• THE PROBLEM:
Scan the entries below and tally the lines that include "testid". Return nothing but the tally.

-=-=-=-=-

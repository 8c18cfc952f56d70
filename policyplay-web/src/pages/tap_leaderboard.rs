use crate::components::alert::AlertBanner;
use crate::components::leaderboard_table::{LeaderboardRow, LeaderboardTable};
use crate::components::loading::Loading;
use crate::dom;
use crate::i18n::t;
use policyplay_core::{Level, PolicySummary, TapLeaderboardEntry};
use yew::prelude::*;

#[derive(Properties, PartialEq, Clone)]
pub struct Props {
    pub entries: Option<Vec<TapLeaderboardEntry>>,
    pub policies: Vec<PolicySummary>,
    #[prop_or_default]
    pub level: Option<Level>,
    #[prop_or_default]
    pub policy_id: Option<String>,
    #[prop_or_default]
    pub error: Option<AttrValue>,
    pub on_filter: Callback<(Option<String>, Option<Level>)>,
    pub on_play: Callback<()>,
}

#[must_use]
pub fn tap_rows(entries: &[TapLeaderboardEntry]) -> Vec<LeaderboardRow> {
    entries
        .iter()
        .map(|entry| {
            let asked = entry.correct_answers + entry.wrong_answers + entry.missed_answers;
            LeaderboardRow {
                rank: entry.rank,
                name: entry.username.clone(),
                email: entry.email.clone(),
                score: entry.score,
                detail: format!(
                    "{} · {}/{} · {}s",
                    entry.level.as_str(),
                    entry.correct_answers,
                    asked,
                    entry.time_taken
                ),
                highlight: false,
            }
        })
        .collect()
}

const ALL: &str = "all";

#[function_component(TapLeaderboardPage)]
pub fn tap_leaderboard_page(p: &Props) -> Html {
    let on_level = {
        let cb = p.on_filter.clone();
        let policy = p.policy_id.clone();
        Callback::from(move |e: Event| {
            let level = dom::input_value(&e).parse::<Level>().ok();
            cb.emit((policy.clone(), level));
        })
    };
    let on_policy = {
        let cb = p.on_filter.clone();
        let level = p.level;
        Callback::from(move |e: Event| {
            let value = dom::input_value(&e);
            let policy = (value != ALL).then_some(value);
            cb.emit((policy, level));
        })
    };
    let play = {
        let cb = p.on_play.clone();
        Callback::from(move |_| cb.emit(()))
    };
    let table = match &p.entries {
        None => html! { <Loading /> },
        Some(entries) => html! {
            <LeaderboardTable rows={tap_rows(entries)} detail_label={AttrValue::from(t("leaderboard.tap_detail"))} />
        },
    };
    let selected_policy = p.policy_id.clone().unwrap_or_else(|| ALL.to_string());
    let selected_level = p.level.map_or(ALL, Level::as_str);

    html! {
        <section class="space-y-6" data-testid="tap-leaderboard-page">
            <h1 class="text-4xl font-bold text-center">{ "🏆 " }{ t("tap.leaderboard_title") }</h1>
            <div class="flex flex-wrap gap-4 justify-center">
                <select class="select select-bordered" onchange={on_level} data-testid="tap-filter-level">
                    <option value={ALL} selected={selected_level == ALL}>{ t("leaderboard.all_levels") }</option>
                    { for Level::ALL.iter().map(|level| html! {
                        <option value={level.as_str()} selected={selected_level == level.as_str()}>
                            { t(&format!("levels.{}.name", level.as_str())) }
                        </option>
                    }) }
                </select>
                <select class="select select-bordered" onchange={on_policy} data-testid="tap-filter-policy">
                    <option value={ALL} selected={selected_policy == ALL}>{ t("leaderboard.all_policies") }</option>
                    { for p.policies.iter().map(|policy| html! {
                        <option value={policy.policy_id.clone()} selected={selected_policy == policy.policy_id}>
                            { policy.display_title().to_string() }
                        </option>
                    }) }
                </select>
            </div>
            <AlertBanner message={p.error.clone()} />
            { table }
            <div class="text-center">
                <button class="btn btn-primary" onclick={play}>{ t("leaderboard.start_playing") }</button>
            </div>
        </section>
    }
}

-=-=-=-=-

• TASK ANSWER:
3